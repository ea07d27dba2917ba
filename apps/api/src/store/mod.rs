//! Persistence for resumes, job descriptions, variants and outcomes.
//!
//! `AppState` holds an `Arc<dyn Store>`: `PgStore` when `DATABASE_URL` is set, `MemoryStore`
//! otherwise (and in tests). Handlers never touch SQL directly.

use async_trait::async_trait;
use uuid::Uuid;

use crate::errors::AppError;
use crate::models::resume::{JobDescriptionRow, NewJobDescription, NewResume, ResumeRow};
use crate::models::variant::{NewOutcome, NewVariant, OutcomeRow, VariantRow};

pub mod memory;
pub mod postgres;

pub use memory::MemoryStore;
pub use postgres::PgStore;

/// Optional filters for listing variants. `None` fields match everything.
#[derive(Debug, Clone, Copy, Default)]
pub struct VariantFilter {
    pub resume_id: Option<Uuid>,
    pub jd_id: Option<Uuid>,
}

impl VariantFilter {
    pub fn matches(&self, row: &VariantRow) -> bool {
        self.resume_id.map_or(true, |id| row.resume_id == id)
            && self.jd_id.map_or(true, |id| row.jd_id == id)
    }
}

/// Storage backend. List operations return rows in creation order.
#[async_trait]
pub trait Store: Send + Sync {
    async fn insert_resume(&self, resume: NewResume) -> Result<ResumeRow, AppError>;
    async fn get_resume(&self, id: Uuid) -> Result<Option<ResumeRow>, AppError>;
    async fn list_resumes(&self, user_id: &str) -> Result<Vec<ResumeRow>, AppError>;

    async fn insert_job_description(
        &self,
        jd: NewJobDescription,
    ) -> Result<JobDescriptionRow, AppError>;
    async fn get_job_description(&self, id: Uuid) -> Result<Option<JobDescriptionRow>, AppError>;

    async fn insert_variant(&self, variant: NewVariant) -> Result<VariantRow, AppError>;
    async fn get_variant(&self, id: Uuid) -> Result<Option<VariantRow>, AppError>;
    async fn list_variants(&self, filter: VariantFilter) -> Result<Vec<VariantRow>, AppError>;

    async fn insert_outcome(&self, outcome: NewOutcome) -> Result<OutcomeRow, AppError>;
    async fn list_outcomes(&self, variant_id: Option<Uuid>) -> Result<Vec<OutcomeRow>, AppError>;
}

* [REQUIRED WORK] Copy out the lines above exactly, beginning at the one that contains "variants and outcomes." and ending at the one that contains "async fn insert_outcome(&self, outcome: NewOutcome)".

* [RESULT OF THIS EXERCISE]
//! Persistence for resumes, job descriptions, variants and outcomes.
//!
//! `AppState` holds an `Arc<dyn Store>`: `PgStore` when `DATABASE_URL` is set, `MemoryStore`
//! otherwise (and in tests). Handlers never touch SQL directly.

use async_trait::async_trait;
use uuid::Uuid;

use crate::errors::AppError;
use crate::models::resume::{JobDescriptionRow, NewJobDescription, NewResume, ResumeRow};
use crate::models::variant::{NewOutcome, NewVariant, OutcomeRow, VariantRow};

pub mod memory;
pub mod postgres;

pub use memory::MemoryStore;
pub use postgres::PgStore;

/// Optional filters for listing variants. `None` fields match everything.
#[derive(Debug, Clone, Copy, Default)]
pub struct VariantFilter {
    pub resume_id: Option<Uuid>,
    pub jd_id: Option<Uuid>,
}

impl VariantFilter {
    pub fn matches(&self, row: &VariantRow) -> bool {
        self.resume_id.map_or(true, |id| row.resume_id == id)
            && self.jd_id.map_or(true, |id| row.jd_id == id)
    }
}

/// Storage backend. List operations return rows in creation order.
#[async_trait]
pub trait Store: Send + Sync {
    async fn insert_resume(&self, resume: NewResume) -> Result<ResumeRow, AppError>;
    async fn get_resume(&self, id: Uuid) -> Result<Option<ResumeRow>, AppError>;
    async fn list_resumes(&self, user_id: &str) -> Result<Vec<ResumeRow>, AppError>;

    async fn insert_job_description(
        &self,
        jd: NewJobDescription,
    ) -> Result<JobDescriptionRow, AppError>;
    async fn get_job_description(&self, id: Uuid) -> Result<Option<JobDescriptionRow>, AppError>;

    async fn insert_variant(&self, variant: NewVariant) -> Result<VariantRow, AppError>;
    async fn get_variant(&self, id: Uuid) -> Result<Option<VariantRow>, AppError>;
    async fn list_variants(&self, filter: VariantFilter) -> Result<Vec<VariantRow>, AppError>;

    async fn insert_outcome(&self, outcome: NewOutcome) -> Result<OutcomeRow, AppError>;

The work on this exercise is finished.